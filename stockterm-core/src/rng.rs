//! Deterministic RNG hierarchy.
//!
//! A master seed is expanded into independent named streams (prices, news,
//! impact). Sub-seeds are derived via BLAKE3 hashing, so drawing more numbers
//! from one stream never shifts another and a seeded simulation replays
//! identically.

use rand::rngs::StdRng;
use rand::SeedableRng;

/// Stream driving the per-tick random walk.
pub const PRICES_STREAM: &str = "prices";
/// Stream driving synthetic news generation.
pub const NEWS_STREAM: &str = "news";
/// Stream driving news-to-price multipliers.
pub const IMPACT_STREAM: &str = "impact";

#[derive(Debug, Clone)]
pub struct RngHierarchy {
    master_seed: u64,
}

impl RngHierarchy {
    pub fn new(master_seed: u64) -> Self {
        Self { master_seed }
    }

    /// Hierarchy seeded from OS entropy; the drawn seed stays inspectable.
    pub fn from_entropy() -> Self {
        Self::new(rand::random())
    }

    pub fn master_seed(&self) -> u64 {
        self.master_seed
    }

    /// Deterministic sub-seed for `(stream, index)`, independent of call order.
    pub fn sub_seed(&self, stream: &str, index: u64) -> u64 {
        let mut hasher = blake3::Hasher::new();
        hasher.update(&self.master_seed.to_le_bytes());
        hasher.update(stream.as_bytes());
        hasher.update(&index.to_le_bytes());
        let hash = hasher.finalize();
        let mut bytes = [0u8; 8];
        bytes.copy_from_slice(&hash.as_bytes()[..8]);
        u64::from_le_bytes(bytes)
    }

    pub fn stream(&self, stream: &str) -> StdRng {
        StdRng::seed_from_u64(self.sub_seed(stream, 0))
    }
}

/// The three streams a simulation draws from.
#[derive(Debug, Clone)]
pub struct SimRngs {
    pub prices: StdRng,
    pub news: StdRng,
    pub impact: StdRng,
}

impl SimRngs {
    pub fn from_hierarchy(hierarchy: &RngHierarchy) -> Self {
        Self {
            prices: hierarchy.stream(PRICES_STREAM),
            news: hierarchy.stream(NEWS_STREAM),
            impact: hierarchy.stream(IMPACT_STREAM),
        }
    }

    pub fn seeded(master_seed: u64) -> Self {
        Self::from_hierarchy(&RngHierarchy::new(master_seed))
    }
}
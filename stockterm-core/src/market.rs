//! Market: the stock universe, the player roster and market-wide views.
//!
//! The market is the single mutable owner of stocks and players. Trades go
//! through it against the current player.

use std::fmt;

use rand::Rng;
use serde::{Deserialize, Serialize};

use crate::domain::{Player, Stock, StockSnapshot, Transaction, DEFAULT_INITIAL_CASH};
use crate::indicators::{analyze, TechnicalAnalysis};
use crate::ledger::TradeRejection;
use crate::price_model::RandomWalk;

/// The fixed seed table: symbol, name, initial price, volatility.
pub const SEED_UNIVERSE: [(&str, &str, f64, f64); 15] = [
    ("AAPL", "Apple Inc.", 150.00, 0.02),
    ("GOOGL", "Alphabet Inc.", 2800.00, 0.025),
    ("MSFT", "Microsoft Corp.", 300.00, 0.018),
    ("TSLA", "Tesla Inc.", 800.00, 0.04),
    ("AMZN", "Amazon.com Inc.", 3200.00, 0.03),
    ("NVDA", "NVIDIA Corp.", 400.00, 0.035),
    ("META", "Meta Platforms", 320.00, 0.03),
    ("NFLX", "Netflix Inc.", 450.00, 0.025),
    ("AMD", "Advanced Micro Devices", 120.00, 0.035),
    ("SPOT", "Spotify Technology", 250.00, 0.03),
    ("UBER", "Uber Technologies", 45.00, 0.04),
    ("LYFT", "Lyft Inc.", 12.00, 0.05),
    ("ZOOM", "Zoom Video Communications", 75.00, 0.03),
    ("SHOP", "Shopify Inc.", 85.00, 0.04),
    ("SQ", "Block Inc.", 65.00, 0.035),
];

/// Average percent change beyond which the market counts as trending.
const MARKET_TREND_THRESHOLD: f64 = 0.5;

pub fn seed_universe() -> Vec<Stock> {
    SEED_UNIVERSE
        .iter()
        .map(|&(symbol, name, price, vol)| Stock::new(symbol, name, price, vol))
        .collect()
}

#[derive(Debug, Clone, Copy, PartialEq, Eq, Serialize, Deserialize)]
#[serde(rename_all = "lowercase")]
pub enum MarketTrend {
    Bullish,
    Bearish,
    Sideways,
}

impl fmt::Display for MarketTrend {
    fn fmt(&self, f: &mut fmt::Formatter<'_>) -> fmt::Result {
        f.write_str(match self {
            MarketTrend::Bullish => "bullish",
            MarketTrend::Bearish => "bearish",
            MarketTrend::Sideways => "sideways",
        })
    }
}

#[derive(Debug, Clone, PartialEq, Serialize, Deserialize)]
#[serde(rename_all = "camelCase")]
pub struct MarketSummary {
    pub total_stocks: usize,
    /// Sum of current prices, not share-weighted.
    pub total_market_cap: f64,
    pub avg_change: f64,
    pub top_gainer: Option<String>,
    pub top_loser: Option<String>,
    pub market_trend: MarketTrend,
}

#[derive(Debug, Clone, PartialEq, Serialize, Deserialize)]
#[serde(rename_all = "camelCase")]
pub struct LeaderboardEntry {
    pub rank: usize,
    pub name: String,
    pub total_value: f64,
    pub profit: f64,
    pub profit_percent: f64,
}

#[derive(Debug, Clone, PartialEq, Serialize, Deserialize)]
#[serde(rename_all = "camelCase")]
pub struct MarketStatus {
    pub is_running: bool,
    pub total_stocks: usize,
    pub total_players: usize,
    pub current_player: Option<String>,
}

#[derive(Debug, Clone)]
pub struct Market {
    stocks: Vec<Stock>,
    players: Vec<Player>,
    current: Option<usize>,
    walk: RandomWalk,
    initial_cash: f64,
}

impl Default for Market {
    fn default() -> Self {
        Self::new(DEFAULT_INITIAL_CASH)
    }
}

impl Market {
    /// Market seeded with [`SEED_UNIVERSE`] and no players.
    pub fn new(initial_cash: f64) -> Self {
        Self::with_stocks(seed_universe(), initial_cash)
    }

    pub fn with_stocks(stocks: Vec<Stock>, initial_cash: f64) -> Self {
        Self {
            stocks,
            players: Vec::new(),
            current: None,
            walk: RandomWalk::default(),
            initial_cash,
        }
    }

    // ── Stocks ──

    pub fn stocks(&self) -> &[Stock] {
        &self.stocks
    }

    pub fn stocks_mut(&mut self) -> &mut [Stock] {
        &mut self.stocks
    }

    pub fn stock(&self, symbol: &str) -> Option<&Stock> {
        self.stocks.iter().find(|s| s.symbol == symbol)
    }

    pub fn stock_mut(&mut self, symbol: &str) -> Option<&mut Stock> {
        self.stocks.iter_mut().find(|s| s.symbol == symbol)
    }

    /// Advance every stock by one random-walk tick.
    pub fn tick_all<R: Rng + ?Sized>(&mut self, rng: &mut R) {
        for stock in &mut self.stocks {
            self.walk.tick(stock, rng);
        }
    }

    fn ranked_by<F>(&self, limit: usize, mut cmp: F) -> Vec<&Stock>
    where
        F: FnMut(&Stock, &Stock) -> std::cmp::Ordering,
    {
        let mut sorted: Vec<&Stock> = self.stocks.iter().collect();
        sorted.sort_by(|a, b| cmp(a, b));
        sorted.truncate(limit);
        sorted
    }

    /// Largest percent change first; ties keep seed order.
    pub fn top_gainers(&self, limit: usize) -> Vec<&Stock> {
        self.ranked_by(limit, |a, b| {
            b.price_change_percent().total_cmp(&a.price_change_percent())
        })
    }

    pub fn top_losers(&self, limit: usize) -> Vec<&Stock> {
        self.ranked_by(limit, |a, b| {
            a.price_change_percent().total_cmp(&b.price_change_percent())
        })
    }

    /// Highest configured volatility first.
    pub fn most_volatile(&self, limit: usize) -> Vec<&Stock> {
        self.ranked_by(limit, |a, b| b.volatility.total_cmp(&a.volatility))
    }

    pub fn summary(&self) -> MarketSummary {
        let total_market_cap = self.stocks.iter().map(Stock::price).sum();
        let avg_change = if self.stocks.is_empty() {
            0.0
        } else {
            self.stocks.iter().map(Stock::price_change_percent).sum::<f64>()
                / self.stocks.len() as f64
        };
        let market_trend = if avg_change > MARKET_TREND_THRESHOLD {
            MarketTrend::Bullish
        } else if avg_change < -MARKET_TREND_THRESHOLD {
            MarketTrend::Bearish
        } else {
            MarketTrend::Sideways
        };
        MarketSummary {
            total_stocks: self.stocks.len(),
            total_market_cap,
            avg_change,
            top_gainer: self.top_gainers(1).first().map(|s| s.symbol.clone()),
            top_loser: self.top_losers(1).first().map(|s| s.symbol.clone()),
            market_trend,
        }
    }

    pub fn technical_analysis(&self, symbol: &str) -> Option<TechnicalAnalysis> {
        self.stock(symbol).map(analyze)
    }

    // ── Players ──

    pub fn players(&self) -> &[Player] {
        &self.players
    }

    pub fn initial_cash(&self) -> f64 {
        self.initial_cash
    }

    /// Add a player with the configured starting cash and make it current.
    pub fn add_player(&mut self, name: impl Into<String>) -> &Player {
        self.players.push(Player::new(name, self.initial_cash));
        let idx = self.players.len() - 1;
        self.current = Some(idx);
        &self.players[idx]
    }

    /// Select the first player with this name. Returns false if none matches.
    pub fn switch_player(&mut self, name: &str) -> bool {
        match self.players.iter().position(|p| p.name == name) {
            Some(idx) => {
                self.current = Some(idx);
                true
            }
            None => false,
        }
    }

    pub fn current_player(&self) -> Option<&Player> {
        self.current.and_then(|i| self.players.get(i))
    }

    pub fn buy(&mut self, symbol: &str, quantity: u64) -> Result<Transaction, TradeRejection> {
        let stock = self
            .stocks
            .iter()
            .find(|s| s.symbol == symbol)
            .ok_or_else(|| TradeRejection::UnknownSymbol(symbol.to_string()))?;
        let player = self
            .current
            .and_then(|i| self.players.get_mut(i))
            .ok_or(TradeRejection::NoActivePlayer)?;
        player.buy(stock, quantity)
    }

    pub fn sell(&mut self, symbol: &str, quantity: u64) -> Result<Transaction, TradeRejection> {
        let stock = self
            .stocks
            .iter()
            .find(|s| s.symbol == symbol)
            .ok_or_else(|| TradeRejection::UnknownSymbol(symbol.to_string()))?;
        let player = self
            .current
            .and_then(|i| self.players.get_mut(i))
            .ok_or(TradeRejection::NoActivePlayer)?;
        player.sell(stock, quantity)
    }

    /// Players ranked by total value, highest first; ties keep roster order.
    pub fn leaderboard(&self) -> Vec<LeaderboardEntry> {
        let mut valued: Vec<(&Player, f64)> = self
            .players
            .iter()
            .map(|p| (p, p.total_value(&self.stocks)))
            .collect();
        valued.sort_by(|a, b| b.1.total_cmp(&a.1));
        valued
            .into_iter()
            .enumerate()
            .map(|(i, (player, _))| {
                let v = player.valuation(&self.stocks);
                LeaderboardEntry {
                    rank: i + 1,
                    name: player.name.clone(),
                    total_value: v.total_value,
                    profit: v.profit,
                    profit_percent: v.profit_percent,
                }
            })
            .collect()
    }

    pub fn status(&self, is_running: bool) -> MarketStatus {
        MarketStatus {
            is_running,
            total_stocks: self.stocks.len(),
            total_players: self.players.len(),
            current_player: self.current_player().map(|p| p.name.clone()),
        }
    }

    // ── Persistence overlay ──

    pub fn stock_snapshots(&self) -> Vec<StockSnapshot> {
        self.stocks.iter().map(Stock::snapshot).collect()
    }

    /// Overlay saved stock state positionally onto the seed universe.
    ///
    /// Entries whose symbol does not match the seed at the same position are
    /// skipped. Returns the number of stocks restored.
    pub fn restore_stocks(&mut self, snapshots: &[StockSnapshot]) -> usize {
        let mut restored = 0;
        for (stock, snap) in self.stocks.iter_mut().zip(snapshots) {
            if stock.symbol == snap.symbol {
                stock.restore(snap);
                restored += 1;
            }
        }
        restored
    }

    /// Replace the roster. The first player becomes current.
    pub fn restore_players(&mut self, players: Vec<Player>) {
        self.current = if players.is_empty() { None } else { Some(0) };
        self.players = players;
    }
}

#[cfg(test)]
mod tests {
    use super::*;
    use rand::rngs::StdRng;
    use rand::SeedableRng;

    fn three_stocks() -> Vec<Stock> {
        vec![
            Stock::new("A", "Alpha", 100.0, 0.02),
            Stock::new("B", "Beta", 100.0, 0.05),
            Stock::new("C", "Gamma", 100.0, 0.03),
        ]
    }

    #[test]
    fn seed_universe_has_fifteen_stocks() {
        let market = Market::default();
        assert_eq!(market.stocks().len(), 15);
        let aapl = market.stock("AAPL").unwrap();
        assert_eq!(aapl.price(), 150.0);
        assert_eq!(aapl.volatility, 0.02);
        assert_eq!(market.stocks()[14].symbol, "SQ");
    }

    #[test]
    fn tick_all_moves_every_stock() {
        let mut market = Market::default();
        let mut rng = StdRng::seed_from_u64(5);
        market.tick_all(&mut rng);
        for s in market.stocks() {
            assert_eq!(s.history().len(), 2);
            assert!(s.price() >= 0.01);
        }
    }

    #[test]
    fn gainers_and_losers_are_stable() {
        let mut market = Market::with_stocks(three_stocks(), 1000.0);
        market.stock_mut("A").unwrap().advance(105.0);
        market.stock_mut("B").unwrap().advance(95.0);
        market.stock_mut("C").unwrap().advance(105.0);

        let gainers: Vec<&str> = market.top_gainers(3).iter().map(|s| s.symbol.as_str()).collect();
        assert_eq!(gainers, vec!["A", "C", "B"]);
        let losers: Vec<&str> = market.top_losers(2).iter().map(|s| s.symbol.as_str()).collect();
        assert_eq!(losers, vec!["B", "A"]);
        let volatile: Vec<&str> =
            market.most_volatile(2).iter().map(|s| s.symbol.as_str()).collect();
        assert_eq!(volatile, vec!["B", "C"]);
    }

    #[test]
    fn summary_classifies_trend() {
        let mut market = Market::with_stocks(three_stocks(), 1000.0);
        let s = market.summary();
        assert_eq!(s.total_market_cap, 300.0);
        assert_eq!(s.market_trend, MarketTrend::Sideways);

        for sym in ["A", "B", "C"] {
            market.stock_mut(sym).unwrap().advance(101.0);
        }
        let s = market.summary();
        assert!((s.avg_change - 1.0).abs() < 1e-9);
        assert_eq!(s.market_trend, MarketTrend::Bullish);
        assert_eq!(s.top_gainer.as_deref(), Some("A"));
    }

    #[test]
    fn empty_market_summary() {
        let market = Market::with_stocks(vec![], 1000.0);
        let s = market.summary();
        assert_eq!(s.avg_change, 0.0);
        assert_eq!(s.top_gainer, None);
    }

    #[test]
    fn trading_requires_a_current_player() {
        let mut market = Market::default();
        assert_eq!(market.buy("AAPL", 1), Err(TradeRejection::NoActivePlayer));
        market.add_player("ada");
        assert_eq!(
            market.buy("NOPE", 1),
            Err(TradeRejection::UnknownSymbol("NOPE".into()))
        );

        let tx = market.buy("AAPL", 10).unwrap();
        assert_eq!(tx.total, 1500.0);
        let ada = market.current_player().unwrap();
        assert_eq!(ada.cash, 8500.0);
        assert_eq!(ada.quantity_of("AAPL"), 10);

        market.sell("AAPL", 10).unwrap();
        assert_eq!(market.current_player().unwrap().cash, 10_000.0);
    }

    #[test]
    fn switching_players() {
        let mut market = Market::default();
        market.add_player("ada");
        market.add_player("bob");
        assert_eq!(market.current_player().unwrap().name, "bob");
        assert!(market.switch_player("ada"));
        assert_eq!(market.current_player().unwrap().name, "ada");
        assert!(!market.switch_player("eve"));
        assert_eq!(market.current_player().unwrap().name, "ada");
    }

    #[test]
    fn leaderboard_ranks_by_total_value() {
        let mut market = Market::default();
        market.restore_players(vec![
            Player::new("a", 12_000.0),
            Player::new("b", 15_000.0),
            Player::new("c", 9_000.0),
        ]);
        let board = market.leaderboard();
        let ranked: Vec<(usize, f64)> = board.iter().map(|e| (e.rank, e.total_value)).collect();
        assert_eq!(ranked, vec![(1, 15_000.0), (2, 12_000.0), (3, 9_000.0)]);
        assert_eq!(board[0].name, "b");
    }

    #[test]
    fn leaderboard_ties_keep_roster_order() {
        let mut market = Market::default();
        market.restore_players(vec![Player::new("x", 100.0), Player::new("y", 100.0)]);
        let names: Vec<String> = market.leaderboard().into_iter().map(|e| e.name).collect();
        assert_eq!(names, vec!["x", "y"]);
    }

    #[test]
    fn restore_stocks_overlays_matching_positions() {
        let mut market = Market::default();
        let mut snaps = market.stock_snapshots();
        snaps[0].price = 999.0;
        snaps[0].history = vec![990.0, 999.0];
        snaps[1].symbol = "WRONG".into();
        snaps.truncate(3);

        assert_eq!(market.restore_stocks(&snaps), 2);
        assert_eq!(market.stock("AAPL").unwrap().price(), 999.0);
        assert_eq!(market.stock("GOOGL").unwrap().price(), 2800.0);
        assert_eq!(market.stock("TSLA").unwrap().price(), 800.0);
    }

    #[test]
    fn status_reports_roster() {
        let mut market = Market::default();
        assert_eq!(market.status(false).current_player, None);
        market.add_player("ada");
        let status = market.status(true);
        assert!(status.is_running);
        assert_eq!(status.total_stocks, 15);
        assert_eq!(status.total_players, 1);
        assert_eq!(status.current_player.as_deref(), Some("ada"));
    }
}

....

(What you need to do):
The answer must consist of each line from the data that includes the string "prices".

(Solution for this exercise):
//! A master seed is expanded into independent named streams (prices, news,
pub const PRICES_STREAM: &str = "prices";
    pub prices: StdRng,
            prices: hierarchy.stream(PRICES_STREAM),
    /// Sum of current prices, not share-weighted.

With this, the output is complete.